▶ **Description of the task**
Please give the number of lines in the records below where the word "Result" occurs, and nothing else.

(Stored data)
*****

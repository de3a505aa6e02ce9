use crate::error::{Error, Result};
use crate::normalizer::Upload;
use std::fs;
use std::path::PathBuf;
use xxhash_rust::xxh3::xxh3_128;

/// Content-addressed storage for images whose diagnosis is being recorded.
#[derive(Debug, Clone)]
pub struct UploadStore {
    dir: PathBuf,
}

impl UploadStore {
    pub fn new(dir: impl Into<PathBuf>) -> Self {
        Self { dir: dir.into() }
    }

    /// Writes the bytes once and returns the stored file name, which doubles as
    /// the history row's image reference.
    pub fn save(&self, upload: &Upload) -> Result<String> {
        if upload.bytes.is_empty() {
            return Err(Error::EmptyUpload);
        }
        let name = match upload.extension() {
            Some(ext) => format!("{}.{ext}", content_hash(&upload.bytes)),
            None => content_hash(&upload.bytes),
        };
        let path = self.dir.join(&name);
        if path.exists() {
            log::debug!("Upload already stored: {}", path.display());
            return Ok(name);
        }
        fs::create_dir_all(&self.dir)?;
        // rename into place so the hashed name never points at a partial file
        let tmp = self.dir.join(format!(".{name}.{}", uuid::Uuid::new_v4()));
        fs::write(&tmp, &upload.bytes)?;
        fs::rename(&tmp, &path)?;
        log::debug!("Stored upload {}", path.display());
        Ok(name)
    }
}

pub fn content_hash(bytes: &[u8]) -> String {
    format!("{:032x}", xxh3_128(bytes))
}

#[cfg(test)]
mod tests {
    use super::*;

    fn store() -> UploadStore {
        UploadStore::new(std::env::temp_dir().join(format!("pd_uploads_{}", uuid::Uuid::new_v4())))
    }

    #[test]
    fn saves_under_content_hash_with_extension() {
        let store = store();
        let upload = Upload::new("Leaf.JPG", vec![1, 2, 3, 4]);
        let name = store.save(&upload).unwrap();
        assert_eq!(name, format!("{}.jpg", content_hash(&[1, 2, 3, 4])));
        assert_eq!(fs::read(store.dir.join(&name)).unwrap(), vec![1, 2, 3, 4]);
    }

    #[test]
    fn identical_bytes_share_one_file() {
        let store = store();
        let a = store.save(&Upload::new("a.png", vec![9; 32])).unwrap();
        let b = store.save(&Upload::new("b.png", vec![9; 32])).unwrap();
        assert_eq!(a, b);
        let files = fs::read_dir(&store.dir).unwrap().count();
        assert_eq!(files, 1);
    }

    #[test]
    fn hash_is_fixed_width_hex() {
        let hash = content_hash(b"");
        assert_eq!(hash.len(), 32);
        assert!(hash.chars().all(|c| c.is_ascii_hexdigit()));
    }
}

*****

▶ **Response to the task**
2